WebP is a modern image format developed by Google that provides superior compression for images on the web. It supports both lossy and lossless compression, plus transparency and animation — making it a single format that can replace JPEG, PNG, and GIF.
How Does WebP Work?
WebP uses two compression methods:
Lossy compression uses predictive coding (similar to VP8 video compression) to encode the image. It predicts pixel values based on surrounding pixels and only stores the difference, achieving much better compression than JPEG.
Lossless compression uses advanced techniques including spatial prediction, color indexing, and entropy coding to achieve files 26% smaller than PNG.
WebP vs Other Formats
| Feature | WebP | JPEG | PNG | GIF | AVIF |
|---|---|---|---|---|---|
| Lossy compression | Yes | Yes | No | No | Yes |
| Lossless compression | Yes | No | Yes | Yes | Yes |
| Transparency | Yes | No | Yes | Yes | Yes |
| Animation | Yes | No | No | Yes | Yes |
| Browser support | 97%+ | 100% | 100% | 100% | ~93% |
| Typical savings | 25-80% | Baseline | — | — | 30-50% better |
Browser Support
As of 2025, WebP is supported by virtually all browsers that matter:
- Chrome — Full support since version 32 (2014)
- Firefox — Full support since version 65 (2019)
- Safari — Full support since version 14 (2020)
- Edge — Full support since version 18 (2018)
Global browser support is above 97%, making WebP safe to use as your primary image format.
Advantages of WebP
- Smaller file sizes — 25-35% smaller than JPEG, 26% smaller than PNG (lossless)

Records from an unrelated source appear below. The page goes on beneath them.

impl<S: FrameScheduler> Engine<S> {
    pub fn new(scheduler: S, options: EngineOptions) -> Self {
        let settings = &options.settings;
        let world = World::new(options.width, options.height, settings.max_particles(), options.seed);
        let renderer = Renderer::new(options.width, options.height, RenderOptions::from(settings));
        Self {
            scheduler,
            world,
            input: InputTracker::new(),
            renderer,
            screen: Screen::Menu,
            options,
            run_index: 0,
            run_started_ms: 0.0,
            last_frame_ms: None,
            best_score: 0,
            observer: None,
            score_store: None,
            leaderboard: None,
            identity: None,
            bindings: Vec::new(),
            torn_down: false,
        }
    }

    /// Attach the host callback. It immediately receives the current snapshot.
    pub fn with_observer(mut self, observer: impl FnMut(&Snapshot) + 'static) -> Self {
        self.observer = Some(Box::new(observer));
        self.emit();
        self
    }

    /// Attach best-score persistence and load the stored best
    pub fn with_score_store(mut self, store: impl ScoreStore + 'static) -> Self {
        self.best_score = store.read_best_score();
        log::info!("Best score on record: {}", self.best_score);
        self.score_store = Some(Box::new(store));
        self
    }

    pub fn with_leaderboard(mut self, board: impl Leaderboard + 'static) -> Self {
        self.leaderboard = Some(Box::new(board));
        self
    }

    pub fn with_identity(mut self, identity: Identity) -> Self {
        self.identity = Some(identity);
        self
    }

    /// Identity may arrive after construction (sign-in)
    pub fn set_identity(&mut self, identity: Option<Identity>) {
        self.identity = identity;
    }

    /// Keep an input listener set alive until teardown
    pub fn bind_input(&mut self, mut binding: impl InputBinding + 'static) {
        if self.torn_down {
            binding.unbind();
            return;
        }
        self.bindings.push(Box::new(binding));
    }

    pub fn scheduler(&self) -> &S {
        &self.scheduler
    }

    pub fn scheduler_mut(&mut self) -> &mut S {
        &mut self.scheduler
    }

    pub fn screen(&self) -> Screen {
        self.screen
    }

    pub fn run(&self) -> &RunState {
        &self.world.run
    }

    pub fn world(&self) -> &World {
        &self.world
    }

    /// Direct world access for scripted setups
    pub fn world_mut(&mut self) -> &mut World {
        &mut self.world
    }

    pub fn input(&self) -> &InputTracker {
        &self.input
    }

    pub fn settings(&self) -> &Settings {
        &self.options.settings
    }

    pub fn best_score(&self) -> u64 {
        self.best_score
    }

    pub fn is_torn_down(&self) -> bool {
        self.torn_down
    }

    pub fn snapshot(&self) -> Snapshot {
        Snapshot {
            run: self.world.run,
            screen: self.screen,
            best_score: self.best_score,
        }
    }

    fn emit(&mut self) {
        if self.torn_down {
            return;
        }
        let snapshot = self.snapshot();
        if let Some(observer) = self.observer.as_mut() {
            observer(&snapshot);
        }
    }

    fn transition(&mut self, next: Screen) -> bool {
        if self.torn_down || !self.screen.can_transition_to(next) {
            log::debug!("Ignoring screen transition {:?} -> {:?}", self.screen, next);
            return false;
        }
        self.screen = next;
        true
    }

    /// Menu -> Playing. Returns false (and does nothing) from any other screen.
    pub fn start(&mut self) -> bool {
        if self.screen != Screen::Menu || !self.transition(Screen::Playing) {
            return false;
        }
        self.begin_run();
        true
    }

    /// GameOver -> Playing. Returns false (and does nothing) from any other screen.
    pub fn play_again(&mut self) -> bool {
        if self.screen != Screen::GameOver || !self.transition(Screen::Playing) {
            return false;
        }
        self.begin_run();
        true
    }

    fn begin_run(&mut self) {
        let seed = self.options.seed.wrapping_add(self.run_index);
        self.run_index += 1;

        self.world.reset(seed);
        self.input.release();
        self.run_started_ms = self.scheduler.now_ms();
        self.last_frame_ms = None;

        log::info!("Run {} started (seed {seed})", self.run_index);
        self.emit();

        self.scheduler.cancel();
        self.scheduler.schedule_next();
    }

    /// One animation frame: simulate, render, and reschedule while playing
    pub fn frame<D: DrawSurface + ?Sized>(&mut self, surface: &mut D) {
        if self.torn_down || self.screen != Screen::Playing || !self.world.run.running {
            return;
        }

        let now = self.scheduler.now_ms();
        let dt = self
            .last_frame_ms
            .map_or(0.0, |last| ((now - last) / 1000.0) as f32)
            .clamp(0.0, MAX_FRAME_DT);
        self.last_frame_ms = Some(now);
        let elapsed_secs = ((now - self.run_started_ms) / 1000.0).max(0.0);

        let segments = self.input.live_segments(now);
        let report = tick(
            &mut self.world,
            &FrameInput {
                dt,
                now_ms: now,
                elapsed_secs,
                segments: &segments,
            },
        );

        if report.game_over {
            self.game_over();
        } else if report.state_changed {
            self.emit();
        }

        let scene = Scene {
            objects: self.world.spawner.objects(),
            trail: self.input.live_trail(now),
            effects: &self.world.effects,
            combo_count: self.world.run.combo_count,
            combo_multiplier: self.world.run.combo_multiplier,
            last_cut_pos: self.world.last_cut_pos,
        };
        self.renderer.render(surface, &scene);

        if self.screen == Screen::Playing && self.world.run.running {
            self.scheduler.schedule_next();
        }
    }

    fn game_over(&mut self) {
        if !self.transition(Screen::GameOver) {
            return;
        }
        self.world.run.finish();
        self.scheduler.cancel();

        let score = self.world.run.score;
        log::info!(
            "Game over: score {score} after {:.1}s",
            self.world.run.elapsed_secs
        );

        if score > self.best_score {
            self.best_score = score;
            log::info!("New best score: {score}");
            if let Some(store) = self.score_store.as_mut() {
                if let Err(e) = store.write_best_score(score) {
                    log::warn!("Failed to persist best score: {e}");
                }
            }
        }

        self.emit();

        if let (Some(board), Some(identity)) = (self.leaderboard.as_mut(), self.identity.as_ref()) {
            match board.submit_score(identity, score) {
                Ok(true) => log::info!("Leaderboard accepted {score} for {}", identity.label()),
                Ok(false) => log::debug!("Leaderboard kept previous best for {}", identity.label()),
                Err(e) => log::warn!("Leaderboard submit failed: {e}"),
            }
        }
    }

    /// Top entries from the attached leaderboard (empty without one)
    pub fn fetch_leaderboard(&self, limit: usize) -> Result<Vec<LeaderboardEntry>, StoreError> {
        match &self.leaderboard {
            Some(board) => board.fetch_leaderboard(limit),
            None => Ok(Vec::new()),
        }
    }

    pub fn pointer_down(&mut self, x: f32, y: f32) {
        if self.torn_down {
            return;
        }
        let now = self.scheduler.now_ms();
        self.input.press(x, y, now);
    }

    pub fn pointer_move(&mut self, x: f32, y: f32) {
        if self.torn_down {
            return;
        }
        let now = self.scheduler.now_ms();
        self.input.move_to(x, y, now);
    }

    pub fn pointer_up(&mut self) {
        self.end_gesture();
    }

    pub fn pointer_cancel(&mut self) {
        self.end_gesture();
    }

    fn end_gesture(&mut self) {
        if self.torn_down {
            return;
        }
        self.input.release();
        if let Some(bonus) = self.world.end_gesture() {
            log::debug!("Swipe bonus +{bonus}");
            self.emit();
        }
    }

    /// Rescale bounds for future spawns. Live objects keep their positions.
    pub fn resize(&mut self, width: f32, height: f32) {
        if !(width > 0.0 && height > 0.0) {
            log::debug!("Ignoring resize to {width}x{height}");
            return;
        }
        self.options.width = width;
        self.options.height = height;
        self.world.spawner.resize(width, height);
        self.renderer.resize(width, height);
    }

    pub fn apply_settings(&mut self, settings: Settings) {
        self.world.effects.set_max_particles(settings.max_particles());
        self.renderer.set_options(RenderOptions::from(&settings));
        self.options.settings = settings;
    }

    /// Stop the loop, release input listeners and go silent for good
    pub fn teardown(&mut self) {
        if self.torn_down {
            return;
        }
        self.torn_down = true;
        self.scheduler.cancel();
        for mut binding in self.bindings.drain(..) {
            binding.unbind();
        }
        self.observer = None;
        self.input.release();
        log::info!("Engine torn down");
    }
}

- Better quality per byte — At the same file size, WebP images look better than JPEG
- Transparency support — Unlike JPEG, WebP supports alpha channels
- Animation support — WebP animations are smaller than GIFs
- Single format — Replace JPEG, PNG, and GIF with one format
- SEO benefits — Faster pages rank higher in Google
Disadvantages of WebP
- Not universal for editing — Many design tools still default to PSD/PNG workflows
- Slightly slower encoding — Converting to WebP takes more CPU than JPEG encoding
- Not ideal for print — Print workflows still require TIFF/PNG
How to Start Using WebP
The easiest way to start is to convert your existing images:
- Use an online converter — PixelPress converts PNG, JPEG, AVIF, and SVG to WebP instantly in your browser
- Batch convert — Upload up to 50 images and download them all as a ZIP
- Replace images on your site — Swap out old JPEG/PNG files for the new WebP versions
For new images, many tools now export WebP directly:
- Figma, Photoshop, and GIMP support WebP export
- WordPress automatically converts uploaded images to WebP
- Cloudflare and CDNs can auto-convert on the fly
Conclusion
WebP is the best general-purpose image format for the web in 2025. It combines the best features of JPEG, PNG, and GIF into a single format with better compression. With 97%+ browser support, there's no reason not to use it.